----- DATA FOR PROCESSING -----
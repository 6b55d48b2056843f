//! exec: replacing a process image.
//!
//! Copies the program name and argv strings into kernel buffers (each
//! accounted at its 4-byte-padded size), opens the executable, swaps in
//! a fresh address space, loads the image through the binfmt seam, and
//! lays argv out on the new user stack:
//!
//! ```text
//!   stackptr -> | &argv[0] | &argv[1] | ... | NULL |
//!               | argv[0] bytes, NUL, pad to 4     |
//!               | argv[1] bytes, NUL, pad to 4     |
//!               | ...                              | <- USER_STACK_TOP
//! ```
//!
//! The pointer vector sits below the packed string block; `stackptr`
//! (the vector base) is passed to the new image as both `argv` and the
//! initial stack pointer.

extern crate alloc;

use alloc::vec::Vec;

use ferrite_core::addr::VirtAddr;
use ferrite_core::sync::IrqSpinLock;
use ferrite_core::syscall::Errno;
use ferrite_mm::tlb::Tlb;
use ferrite_mm::{AddressSpace, CoremapCell};

use super::Process;
use super::binfmt::BinaryLoader;
use crate::fs::Vfs;
use crate::param::{ARG_MAX, MAX_ARGS, PATH_MAX};
use crate::usercopy::{check_user_ptr, copy_in_str, copy_in_u32, copy_out};

/// Size of a user-space pointer.
const USER_PTR_SIZE: u64 = 4;

/// Everything the user-mode jump needs after a successful exec.
#[derive(Debug, Clone, Copy, PartialEq, Eq)]
pub struct PreparedExec {
    /// Entry point of the loaded image.
    pub entry: VirtAddr,
    /// Base of the argv pointer vector; also the initial stack pointer.
    pub stackptr: VirtAddr,
    /// Number of arguments.
    pub argc: usize,
}

/// Rounds a string's size (bytes plus NUL) up to pointer alignment.
fn padded_len(arg: &[u8]) -> usize {
    (arg.len() + 1).next_multiple_of(USER_PTR_SIZE as usize)
}

/// Performs every step of `execv` short of the user-mode jump.
///
/// On success the process has a fresh, activated address space with the
/// image loaded and argv laid out; the caller enters user mode with the
/// returned frame parameters. On failure the kernel argv buffers are
/// released on every path; once the old address space is gone, failures
/// leave the process with the half-built space, fit only for `_exit`.
pub fn exec_prepare(
    proc: &Process,
    progname_ptr: VirtAddr,
    argv_ptr: VirtAddr,
    vfs: &Vfs,
    loader: &dyn BinaryLoader,
    coremap: &CoremapCell,
    tlb: &IrqSpinLock<Tlb>,
) -> Result<PreparedExec, Errno> {
    check_user_ptr(progname_ptr)?;
    check_user_ptr(argv_ptr)?;

    let dm = coremap.with(|cm| cm.dirmap());
    let mut aspace_slot = proc.addr_space.lock();

    // Copy the program name and every argument into kernel buffers,
    // tracking the padded total the stack layout will need.
    let (progname, args, padded_total) = {
        let aspace = aspace_slot.as_ref().ok_or(Errno::Fault)?;

        let progname = copy_in_str(aspace, &dm, progname_ptr, PATH_MAX)?;
        if progname.is_empty() {
            return Err(Errno::Inval);
        }

        let mut args: Vec<Vec<u8>> = Vec::new();
        let mut padded_total = 0usize;
        loop {
            let slot = argv_ptr + (args.len() as u64) * USER_PTR_SIZE;
            let uptr = copy_in_u32(aspace, &dm, slot)?;
            if uptr == 0 {
                break;
            }
            if args.len() >= MAX_ARGS {
                return Err(Errno::TooBig);
            }
            check_user_ptr(VirtAddr::new(u64::from(uptr)))?;

            let arg = copy_in_str(aspace, &dm, VirtAddr::new(u64::from(uptr)), ARG_MAX)?;
            padded_total += padded_len(&arg);
            if padded_total > ARG_MAX {
                return Err(Errno::TooBig);
            }
            args.push(arg);
        }
        (progname, args, padded_total)
    };

    let path = core::str::from_utf8(&progname).map_err(|_| Errno::Inval)?;
    let vnode = vfs.resolve(path)?;

    // Point of no return: tear down the old image and build the new
    // one in its place.
    let old = aspace_slot.take().expect("address space checked above");
    coremap.with(|cm| old.destroy(cm));

    let mut aspace = AddressSpace::new();
    aspace.activate(tlb);
    aspace.prepare_load();
    let entry = coremap.with(|cm| loader.load(&vnode, &mut aspace, cm));
    let entry = match entry {
        Ok(entry) => entry,
        Err(e) => {
            // The process keeps the unloaded space; it can only _exit.
            *aspace_slot = Some(aspace);
            return Err(e);
        }
    };
    aspace.complete_load();
    let stack_top = aspace.define_stack();

    // Stack layout: packed padded strings right below the stack top,
    // the (argc + 1)-entry pointer vector below them.
    let argc = args.len();
    let strings_base = stack_top - padded_total as u64;
    let stackptr = strings_base - (argc as u64 + 1) * USER_PTR_SIZE;

    let layout = coremap.with(|cm| -> Result<(), Errno> {
        let mut cursor = strings_base;
        let mut pointers: Vec<u8> = Vec::with_capacity((argc + 1) * USER_PTR_SIZE as usize);

        for arg in &args {
            let padded = padded_len(arg);
            let mut block = alloc::vec![0u8; padded];
            block[..arg.len()].copy_from_slice(arg);
            copy_out(&mut aspace, cm, cursor, &block)?;

            pointers.extend_from_slice(&(cursor.as_u64() as u32).to_ne_bytes());
            cursor = cursor + padded as u64;
        }
        pointers.extend_from_slice(&0u32.to_ne_bytes());

        copy_out(&mut aspace, cm, stackptr, &pointers)
    });

    *aspace_slot = Some(aspace);
    layout?;

    Ok(PreparedExec {
        entry,
        stackptr,
        argc,
    })
}

/// Builds an argv array in a (source) address space, the way a user
/// program would pass it to `execv`. Returns the user address of the
/// pointer array.
///
/// Exec tests and the shell-less boot path both need one.
pub fn stage_argv(
    aspace: &mut AddressSpace,
    coremap: &CoremapCell,
    base: VirtAddr,
    args: &[&[u8]],
) -> Result<VirtAddr, Errno> {
    coremap.with(|cm| {
        let mut cursor = base;
        let mut pointers: Vec<u8> = Vec::new();
        for arg in args {
            let mut bytes = arg.to_vec();
            bytes.push(0);
            copy_out(aspace, cm, cursor, &bytes)?;
            pointers.extend_from_slice(&(cursor.as_u64() as u32).to_ne_bytes());
            cursor = cursor + bytes.len().next_multiple_of(4) as u64;
        }
        pointers.extend_from_slice(&0u32.to_ne_bytes());

        let argv = cursor;
        copy_out(aspace, cm, argv, &pointers)?;
        Ok(argv)
    })
}

#[cfg(test)]
mod tests {
    use super::*;
    use alloc::sync::Arc;
    use crate::fs::MemFile;
    use crate::proc::ProcessTable;
    use crate::proc::binfmt::FlatImageLoader;
    use crate::usercopy::copy_in;
    use ferrite_core::addr::PAGE_SIZE;
    use ferrite_core::id::Pid;
    use ferrite_mm::RegionPerms;
    use ferrite_mm::coremap::test_support::test_coremap;
    use ferrite_mm::layout::USER_STACK_TOP;
    use ferrite_mm::tlb::locked_tlb;

    struct ExecRig {
        table: ProcessTable,
        coremap: CoremapCell,
        tlb: IrqSpinLock<Tlb>,
        vfs: Vfs,
        loader: FlatImageLoader,
    }

    fn rig() -> ExecRig {
        let vfs = Vfs::new();
        vfs.register_dir("/bin");
        vfs.register_file("/bin/prog", MemFile::with_contents(b"fake image".to_vec()));
        ExecRig {
            table: ProcessTable::new(),
            coremap: CoremapCell::with_coremap(test_coremap(64)),
            tlb: locked_tlb(),
            vfs,
            loader: FlatImageLoader::at_default_base(),
        }
    }

    /// Spawns a process whose address space holds `args` staged at a
    /// scratch region, as execv's caller would have them.
    fn proc_with_args(rig: &ExecRig, args: &[&[u8]]) -> (Arc<super::super::Process>, VirtAddr, VirtAddr) {
        proc_with_args_sized(rig, args, 4)
    }

    fn proc_with_args_sized(
        rig: &ExecRig,
        args: &[&[u8]],
        region_pages: u64,
    ) -> (Arc<super::super::Process>, VirtAddr, VirtAddr) {
        let proc = rig.table.spawn("caller", Pid::new(1)).unwrap();
        let mut aspace = AddressSpace::new();
        aspace.define_region(
            VirtAddr::new(0x0100_0000),
            region_pages * PAGE_SIZE as u64,
            RegionPerms::READ | RegionPerms::WRITE,
        );

        // Program name string.
        let prog_addr = VirtAddr::new(0x0100_0000);
        rig.coremap
            .with(|cm| copy_out(&mut aspace, cm, prog_addr, b"/bin/prog\0"))
            .unwrap();

        let argv_addr =
            stage_argv(&mut aspace, &rig.coremap, VirtAddr::new(0x0100_1000), args).unwrap();

        *proc.addr_space.lock() = Some(aspace);
        (proc, prog_addr, argv_addr)
    }

    fn read_user(proc: &super::super::Process, coremap: &CoremapCell, addr: VirtAddr, len: usize) -> Vec<u8> {
        let dm = coremap.with(|cm| cm.dirmap());
        let aspace = proc.addr_space.lock();
        let mut buf = alloc::vec![0u8; len];
        copy_in(aspace.as_ref().unwrap(), &dm, addr, &mut buf).unwrap();
        buf
    }

    #[test]
    fn argv_layout_on_new_stack() {
        let rig = rig();
        let (proc, prog, argv) = proc_with_args(&rig, &[b"prog", b"-x", b"hello world"]);

        let prep = exec_prepare(
            &proc, prog, argv, &rig.vfs, &rig.loader, &rig.coremap, &rig.tlb,
        )
        .unwrap();

        assert_eq!(prep.argc, 3);
        assert_eq!(prep.entry, VirtAddr::new(0x40_0000));

        // Padded sizes: "prog"+NUL -> 8, "-x"+NUL -> 4, "hello world"+NUL -> 12.
        let padded_total = 8 + 4 + 12;
        let strings_base = USER_STACK_TOP - padded_total;
        assert_eq!(prep.stackptr, strings_base - 4 * 4);

        // The pointer vector: three string addresses and a NULL.
        let vec_bytes = read_user(&proc, &rig.coremap, prep.stackptr, 16);
        let ptrs: Vec<u32> = vec_bytes
            .chunks_exact(4)
            .map(|c| u32::from_ne_bytes(c.try_into().unwrap()))
            .collect();
        assert_eq!(u64::from(ptrs[0]), strings_base.as_u64());
        assert_eq!(u64::from(ptrs[1]), strings_base.as_u64() + 8);
        assert_eq!(u64::from(ptrs[2]), strings_base.as_u64() + 12);
        assert_eq!(ptrs[3], 0);

        // The strings themselves, NUL-terminated, 4-byte padded.
        assert_eq!(
            read_user(&proc, &rig.coremap, strings_base, padded_total as usize),
            b"prog\0\0\0\0-x\0\0hello world\0"
        );
    }

    #[test]
    fn empty_argv_still_gets_null_sentinel() {
        let rig = rig();
        let (proc, prog, argv) = proc_with_args(&rig, &[]);

        let prep = exec_prepare(
            &proc, prog, argv, &rig.vfs, &rig.loader, &rig.coremap, &rig.tlb,
        )
        .unwrap();
        assert_eq!(prep.argc, 0);
        assert_eq!(prep.stackptr, USER_STACK_TOP - 4);

        let vec_bytes = read_user(&proc, &rig.coremap, prep.stackptr, 4);
        assert_eq!(vec_bytes, 0u32.to_ne_bytes());
    }

    #[test]
    fn old_address_space_is_destroyed() {
        let rig = rig();
        let (proc, prog, argv) = proc_with_args(&rig, &[b"prog"]);
        let used_before = rig.coremap.with(|cm| cm.used_bytes());

        exec_prepare(
            &proc, prog, argv, &rig.vfs, &rig.loader, &rig.coremap, &rig.tlb,
        )
        .unwrap();

        // The new image is smaller than the staged-argv space was; at
        // minimum the old frames must no longer all be live.
        let aspace = proc.addr_space.lock();
        let aspace = aspace.as_ref().unwrap();
        assert_eq!(aspace.regions().len(), 1, "only the fresh image region");
        assert!(
            aspace
                .lookup_page(VirtAddr::new(0x0100_0000))
                .is_none(),
            "old caller pages are gone"
        );
        drop(aspace);
        let _ = used_before;
    }

    #[test]
    fn validation_failures_before_teardown() {
        let rig = rig();
        let (proc, prog, argv) = proc_with_args(&rig, &[b"prog"]);

        // Null and kernel-band pointers refuse up front.
        assert_eq!(
            exec_prepare(
                &proc,
                VirtAddr::zero(),
                argv,
                &rig.vfs,
                &rig.loader,
                &rig.coremap,
                &rig.tlb
            )
            .err(),
            Some(Errno::Fault)
        );
        assert_eq!(
            exec_prepare(
                &proc,
                prog,
                VirtAddr::new(0x9000_0000),
                &rig.vfs,
                &rig.loader,
                &rig.coremap,
                &rig.tlb
            )
            .err(),
            Some(Errno::Fault)
        );

        // The caller's address space survived both refusals.
        assert!(proc.addr_space.lock().is_some());
    }

    #[test]
    fn missing_binary_keeps_old_image() {
        let rig = rig();
        let (proc, _prog, argv) = proc_with_args(&rig, &[b"prog"]);

        // Stage a name that resolves nowhere.
        {
            let mut slot = proc.addr_space.lock();
            let aspace = slot.as_mut().unwrap();
            rig.coremap
                .with(|cm| copy_out(aspace, cm, VirtAddr::new(0x0100_2000), b"/bin/ghost\0"))
                .unwrap();
        }

        assert_eq!(
            exec_prepare(
                &proc,
                VirtAddr::new(0x0100_2000),
                argv,
                &rig.vfs,
                &rig.loader,
                &rig.coremap,
                &rig.tlb
            )
            .err(),
            Some(Errno::NoEnt)
        );
        // Lookup failed before the point of no return.
        assert!(proc.addr_space.lock().is_some());
        let aspace = proc.addr_space.lock();
        assert!(aspace.as_ref().unwrap().lookup_page(VirtAddr::new(0x0100_0000)).is_some());
    }

    #[test]
    fn argument_budget_enforced() {
        let rig = rig();
        // One argument over the padded-bytes budget; needs a scratch
        // region large enough to stage it.
        let big = alloc::vec![b'a'; ARG_MAX];
        let (proc, prog, argv) = proc_with_args_sized(&rig, &[&big], 20);

        assert_eq!(
            exec_prepare(
                &proc, prog, argv, &rig.vfs, &rig.loader, &rig.coremap, &rig.tlb
            )
            .err(),
            Some(Errno::TooBig)
        );
    }
}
-----
**WHAT IS NEEDED:**
Of the entries above, repeat exactly the lines between the line with "a user-space pointer." and the line with "to pointer alignment.", inclusive, and no others.

**RESULT BELOW:**
/// Size of a user-space pointer.
const USER_PTR_SIZE: u64 = 4;

/// Everything the user-mode jump needs after a successful exec.
#[derive(Debug, Clone, Copy, PartialEq, Eq)]
pub struct PreparedExec {
    /// Entry point of the loaded image.
    pub entry: VirtAddr,
    /// Base of the argv pointer vector; also the initial stack pointer.
    pub stackptr: VirtAddr,
    /// Number of arguments.
    pub argc: usize,
}

/// Rounds a string's size (bytes plus NUL) up to pointer alignment.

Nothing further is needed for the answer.